use serde::{Deserialize, Serialize};
use std::{
    env,
    fs::File,
    io::{BufReader, ErrorKind, Read},
    net::{Ipv4Addr, SocketAddr},
};
use tracing::{info, warn};

use crate::{core::record::RecordKind, error::SettingsError};

pub const SETTINGS_PATH: &str = "core/settings.json";
pub const SETTINGS_PATH_VAR: &str = "FOLIO_SETTINGS";

#[derive(Serialize, Deserialize, Clone, Debug)]
pub struct Settings {
    pub ipv4_addr: Ipv4Setting,
    pub port: U16Setting,
    pub data_root: StrSetting,
    pub projects_file_name: StrSetting,
    pub achievements_file_name: StrSetting,
}

#[derive(Serialize, Deserialize, Clone, Debug)]
pub struct StrSetting {
    pub name: String,
    pub value: String,
}

#[derive(Serialize, Deserialize, Clone, Debug)]
pub struct U16Setting {
    pub name: String,
    pub value: u16,
}

#[derive(Serialize, Deserialize, Clone, Debug)]
pub struct Ipv4Setting {
    pub name: String,
    pub value: Ipv4Addr,
}

impl Settings {
    /// Reads `FOLIO_SETTINGS` or `core/settings.json`. A missing file means
    /// defaults; an unreadable or malformed one is an error.
    pub fn load() -> Result<Self, SettingsError> {
        let path = env::var(SETTINGS_PATH_VAR).unwrap_or_else(|_| SETTINGS_PATH.to_string());
        match Settings::load_from(&path) {
            Err(SettingsError::Read(error)) if error.kind() == ErrorKind::NotFound => {
                warn!("Settings file {} not found, using defaults", path);
                Ok(Settings::new())
            }
            result => result,
        }
    }

    pub fn load_from(path: &str) -> Result<Self, SettingsError> {
        let file = File::open(path)?;
        let mut buffer = Vec::new();
        let mut reader = BufReader::new(file);
        reader.read_to_end(&mut buffer)?;
        let settings = serde_json::from_slice::<Settings>(&buffer)?;
        info!("Loaded settings from {}", path);
        Ok(settings)
    }

    pub fn new() -> Self {
        Settings {
            ipv4_addr: Ipv4Setting {
                name: "Ipv4 Address".to_string(),
                value: Ipv4Addr::new(127, 0, 0, 1),
            },
            port: U16Setting {
                name: "Port".to_string(),
                value: 4010,
            },
            data_root: StrSetting {
                name: "data_root".to_string(),
                value: "assets/data".to_string(),
            },
            projects_file_name: StrSetting {
                name: "projects_file_name".to_string(),
                value: "projects".to_string(),
            },
            achievements_file_name: StrSetting {
                name: "achievements_file_name".to_string(),
                value: "achievements".to_string(),
            },
        }
    }

    pub fn addr(&self) -> SocketAddr {
        SocketAddr::from((self.ipv4_addr.value, self.port.value))
    }

    /// File holding the records of `kind`, e.g. `projects.json`.
    pub fn file_for(&self, kind: RecordKind) -> String {
        let stem = match kind {
            RecordKind::Project => &self.projects_file_name.value,
            RecordKind::Achievement => &self.achievements_file_name.value,
        };
        format!("{}.json", stem)
    }
}

impl Default for Settings {
    fn default() -> Self {
        Settings::new()
    }
}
+===+
### WHAT TO WORK ON
The complete listing above is to be output again exactly.

### WRITTEN REPLY
use serde::{Deserialize, Serialize};
use std::{
    env,
    fs::File,
    io::{BufReader, ErrorKind, Read},
    net::{Ipv4Addr, SocketAddr},
};
use tracing::{info, warn};

use crate::{core::record::RecordKind, error::SettingsError};

pub const SETTINGS_PATH: &str = "core/settings.json";
pub const SETTINGS_PATH_VAR: &str = "FOLIO_SETTINGS";

#[derive(Serialize, Deserialize, Clone, Debug)]
pub struct Settings {
    pub ipv4_addr: Ipv4Setting,
    pub port: U16Setting,
    pub data_root: StrSetting,
    pub projects_file_name: StrSetting,
    pub achievements_file_name: StrSetting,
}

#[derive(Serialize, Deserialize, Clone, Debug)]
pub struct StrSetting {
    pub name: String,
    pub value: String,
}

#[derive(Serialize, Deserialize, Clone, Debug)]
pub struct U16Setting {
    pub name: String,
    pub value: u16,
}

#[derive(Serialize, Deserialize, Clone, Debug)]
pub struct Ipv4Setting {
    pub name: String,
    pub value: Ipv4Addr,
}

impl Settings {
    /// Reads `FOLIO_SETTINGS` or `core/settings.json`. A missing file means
    /// defaults; an unreadable or malformed one is an error.
    pub fn load() -> Result<Self, SettingsError> {
        let path = env::var(SETTINGS_PATH_VAR).unwrap_or_else(|_| SETTINGS_PATH.to_string());
        match Settings::load_from(&path) {
            Err(SettingsError::Read(error)) if error.kind() == ErrorKind::NotFound => {
                warn!("Settings file {} not found, using defaults", path);
                Ok(Settings::new())
            }
            result => result,
        }
    }

    pub fn load_from(path: &str) -> Result<Self, SettingsError> {
        let file = File::open(path)?;
        let mut buffer = Vec::new();
        let mut reader = BufReader::new(file);
        reader.read_to_end(&mut buffer)?;
        let settings = serde_json::from_slice::<Settings>(&buffer)?;
        info!("Loaded settings from {}", path);
        Ok(settings)
    }

    pub fn new() -> Self {
        Settings {
            ipv4_addr: Ipv4Setting {
                name: "Ipv4 Address".to_string(),
                value: Ipv4Addr::new(127, 0, 0, 1),
            },
            port: U16Setting {
                name: "Port".to_string(),
                value: 4010,
            },
            data_root: StrSetting {
                name: "data_root".to_string(),
                value: "assets/data".to_string(),
            },
            projects_file_name: StrSetting {
                name: "projects_file_name".to_string(),
                value: "projects".to_string(),
            },
            achievements_file_name: StrSetting {
                name: "achievements_file_name".to_string(),
                value: "achievements".to_string(),
            },
        }
    }

    pub fn addr(&self) -> SocketAddr {
        SocketAddr::from((self.ipv4_addr.value, self.port.value))
    }

    /// File holding the records of `kind`, e.g. `projects.json`.
    pub fn file_for(&self, kind: RecordKind) -> String {
        let stem = match kind {
            RecordKind::Project => &self.projects_file_name.value,
            RecordKind::Achievement => &self.achievements_file_name.value,
        };
        format!("{}.json", stem)
    }
}

impl Default for Settings {
    fn default() -> Self {
        Settings::new()
    }
}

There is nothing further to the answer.